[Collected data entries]
####

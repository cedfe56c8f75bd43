//! tiltkit: a pointer-driven 3D tilt effect for card widgets.
//!
//! Given pointer position relative to a surface's bounding box, the
//! controller computes a rotation pair, a scale factor, and a synchronized
//! drop-shadow offset, and applies them with frame-coalesced writes and
//! eased enter/leave transitions. The hosting UI framework stays an opaque
//! collaborator behind two seams:
//!
//! - [`surface::TiltSurface`] is the element: identity, live bounds, and
//!   style sinks for transform, shadow, transition, and will-change.
//! - [`scheduler::Scheduler`] is deferred execution: animation frames and
//!   cancellable timers. [`scheduler::ManualScheduler`] drives both
//!   deterministically for tests and headless hosts.
//!
//! ```ignore
//! let scheduler = Rc::new(ManualScheduler::new());
//! let mut registry = TiltRegistry::new(scheduler.clone() as Rc<dyn Scheduler>);
//!
//! let mut card = Card::new().settings(TiltSettings::new().max(20.0));
//! card.mount(surfaces, &mut registry);
//!
//! // Host event loop:
//! registry.handle_event(id, &PointerEvent::Enter { x, y });
//! registry.handle_event(id, &PointerEvent::Move { x, y });
//! scheduler.run_frame();   // one style write per rendered frame
//! ```

pub mod card;
pub mod compute;
pub mod controller;
pub mod easing;
pub mod geometry;
pub mod registry;
pub mod scheduler;
pub mod settings;
pub mod style;
pub mod surface;

#[cfg(test)]
pub(crate) mod testutil;

use thiserror::Error;

use crate::surface::SurfaceId;

/// Errors from the attach/detach lifecycle.
#[derive(Debug, Error, Clone, Copy, PartialEq, Eq)]
pub enum TiltError {
    #[error("tilt controller is already detached")]
    AlreadyDetached,
    #[error("no tilt controller attached to {0}")]
    UnknownSurface(SurfaceId),
}

pub mod prelude {
    pub use crate::card::{Card, CardStyle, CardStyleOverrides};
    pub use crate::compute::{compute_tilt, shadow_at_rest, shadow_for, TiltValues};
    pub use crate::controller::{ObserverId, TiltController};
    pub use crate::easing::Easing;
    pub use crate::geometry::{Padding, PointerSample, Rect};
    pub use crate::registry::TiltRegistry;
    pub use crate::scheduler::{FrameHandle, ManualScheduler, Scheduler, TimerHandle};
    pub use crate::settings::{Axis, OffsetRange, SettingsError, ShadowSettings, TiltSettings};
    pub use crate::style::{BoxShadow, Color, TiltTransform, TransitionStyle};
    pub use crate::surface::{PointerEvent, SurfaceId, TiltSurface};
    pub use crate::TiltError;
}
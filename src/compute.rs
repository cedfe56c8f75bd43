//! The core pointer-to-tilt mapping.
//!
//! Pure functions from a pointer sample and a cached bounding box to a
//! [`TiltValues`], plus the shadow interpolation that keeps the drop shadow
//! synchronized with the pose. Everything here is total over its input
//! domain: positions are clamped into the box before use, so the only
//! degenerate case is a zero-size box, which callers must skip (see
//! [`Rect::is_empty`]).

use crate::geometry::{PointerSample, Rect};
use crate::settings::{ShadowSettings, TiltSettings};
use crate::style::BoxShadow;

/// Derived tilt state for one recomputed frame.
#[derive(Debug, Clone, Copy, PartialEq)]
pub struct TiltValues {
    /// Horizontal tilt in degrees, 2-decimal precision
    pub tilt_x: f32,
    /// Vertical tilt in degrees, 2-decimal precision
    pub tilt_y: f32,
    /// Pointer position within the box, 0..=100
    pub percentage_x: f32,
    /// Pointer position within the box, 0..=100
    pub percentage_y: f32,
    /// Pointer direction from the box center in degrees:
    /// 0 points up, increasing clockwise
    pub angle: f32,
}

fn round2(value: f32) -> f32 {
    (value * 100.0).round() / 100.0
}

/// Map a pointer sample to tilt values relative to `bounds`.
///
/// `bounds` must be non-empty; normalizing against a zero-size box would
/// produce NaN.
pub fn compute_tilt(sample: PointerSample, bounds: Rect, settings: &TiltSettings) -> TiltValues {
    debug_assert!(!bounds.is_empty());

    let x = ((sample.x - bounds.x) / bounds.width).clamp(0.0, 1.0);
    let y = ((sample.y - bounds.y) / bounds.height).clamp(0.0, 1.0);

    let sign = settings.reverse_sign();
    let tilt_x = round2(sign * (settings.max / 2.0 - x * settings.max));
    let tilt_y = round2(sign * (y * settings.max - settings.max / 2.0));

    let (center_x, center_y) = bounds.center();
    let angle = (sample.x - center_x)
        .atan2(-(sample.y - center_y))
        .to_degrees();

    TiltValues {
        tilt_x,
        tilt_y,
        percentage_x: x * 100.0,
        percentage_y: y * 100.0,
        angle,
    }
}

/// Interpolate the shadow offsets for a pointer percentage position.
pub fn shadow_for(settings: &ShadowSettings, percentage_x: f32, percentage_y: f32) -> BoxShadow {
    BoxShadow {
        color: settings.color,
        offset_x: settings.x.at(percentage_x),
        offset_y: settings.y.at(percentage_y),
        spread: settings.spread,
    }
}

/// The shadow with no pointer sample: centered at 50/50.
pub fn shadow_at_rest(settings: &ShadowSettings) -> BoxShadow {
    shadow_for(settings, 50.0, 50.0)
}

#[cfg(test)]
mod tests {
    use super::*;

    fn bounds() -> Rect {
        Rect::new(0.0, 0.0, 200.0, 100.0)
    }

    #[test]
    fn test_bottom_right_corner() {
        let values = compute_tilt(
            PointerSample::new(200.0, 100.0),
            bounds(),
            &TiltSettings::default(),
        );
        assert_eq!(values.tilt_x, 7.50);
        assert_eq!(values.tilt_y, -7.50);
        assert_eq!(values.percentage_x, 100.0);
        assert_eq!(values.percentage_y, 100.0);
    }

    #[test]
    fn test_left_middle() {
        let values = compute_tilt(
            PointerSample::new(0.0, 50.0),
            bounds(),
            &TiltSettings::default(),
        );
        assert_eq!(values.tilt_x, -7.50);
        assert_eq!(values.tilt_y, 0.00);
        assert_eq!(values.percentage_x, 0.0);
        assert_eq!(values.percentage_y, 50.0);
    }

    #[test]
    fn test_center_is_neutral() {
        let values = compute_tilt(
            PointerSample::new(100.0, 50.0),
            bounds(),
            &TiltSettings::default(),
        );
        assert_eq!(values.tilt_x, 0.0);
        assert_eq!(values.tilt_y, 0.0);
        assert_eq!(values.percentage_x, 50.0);
        assert_eq!(values.percentage_y, 50.0);
        // Direction is degenerate at the center but must stay finite
        assert!(values.angle.is_finite());
    }

    #[test]
    fn test_outside_positions_clamp() {
        let values = compute_tilt(
            PointerSample::new(-50.0, 400.0),
            bounds(),
            &TiltSettings::default(),
        );
        assert_eq!(values.percentage_x, 0.0);
        assert_eq!(values.percentage_y, 100.0);
        // Clamped tilt equals the corner tilt
        assert_eq!(values.tilt_x, -7.50);
        assert_eq!(values.tilt_y, -7.50);
    }

    #[test]
    fn test_reverse_flips_both_signs() {
        let sample = PointerSample::new(150.0, 20.0);
        let reversed = compute_tilt(sample, bounds(), &TiltSettings::default());
        let forward = compute_tilt(sample, bounds(), &TiltSettings::default().reverse(false));
        assert_eq!(forward.tilt_x, -reversed.tilt_x);
        assert_eq!(forward.tilt_y, -reversed.tilt_y);
        // Percentages and angle are sign-independent
        assert_eq!(forward.percentage_x, reversed.percentage_x);
        assert_eq!(forward.angle, reversed.angle);
    }

    #[test]
    fn test_angle_points_at_pointer() {
        let settings = TiltSettings::default();
        // Straight right of center: 90 degrees clockwise from up
        let right = compute_tilt(PointerSample::new(200.0, 50.0), bounds(), &settings);
        assert!((right.angle - 90.0).abs() < 1e-4);
        // Straight above center: 0 degrees
        let above = compute_tilt(PointerSample::new(100.0, 0.0), bounds(), &settings);
        assert!(above.angle.abs() < 1e-4);
        // Bottom-right corner: atan2(100, -50)
        let corner = compute_tilt(PointerSample::new(200.0, 100.0), bounds(), &settings);
        assert!((corner.angle - 116.565).abs() < 1e-2);
    }

    #[test]
    fn test_rounding_to_two_decimals() {
        // x = 1/3 over max 10 gives a repeating decimal before rounding
        let settings = TiltSettings::default().max(10.0);
        let values = compute_tilt(
            PointerSample::new(200.0 / 3.0, 50.0),
            bounds(),
            &settings,
        );
        assert_eq!(values.tilt_x, -1.67);
    }

    #[test]
    fn test_shadow_interpolation() {
        let shadow_settings = ShadowSettings::default();
        let at_rest = shadow_at_rest(&shadow_settings);
        assert_eq!(at_rest.offset_x, 0.0);
        assert_eq!(at_rest.offset_y, 7.0);
        assert_eq!(at_rest.spread, 42.0);

        let bottom_right = shadow_for(&shadow_settings, 100.0, 100.0);
        assert_eq!(bottom_right.offset_x, 5.0);
        assert_eq!(bottom_right.offset_y, 10.5);

        let top_left = shadow_for(&shadow_settings, 0.0, 0.0);
        assert_eq!(top_left.offset_x, -5.0);
        assert_eq!(top_left.offset_y, 3.5);
    }
}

####

### WHAT YOU WILL DO
For every line above that includes the string "synchronized", copy the line.

### REPLY
//! controller computes a rotation pair, a scale factor, and a synchronized
//! synchronized with the pose. Everything here is total over its input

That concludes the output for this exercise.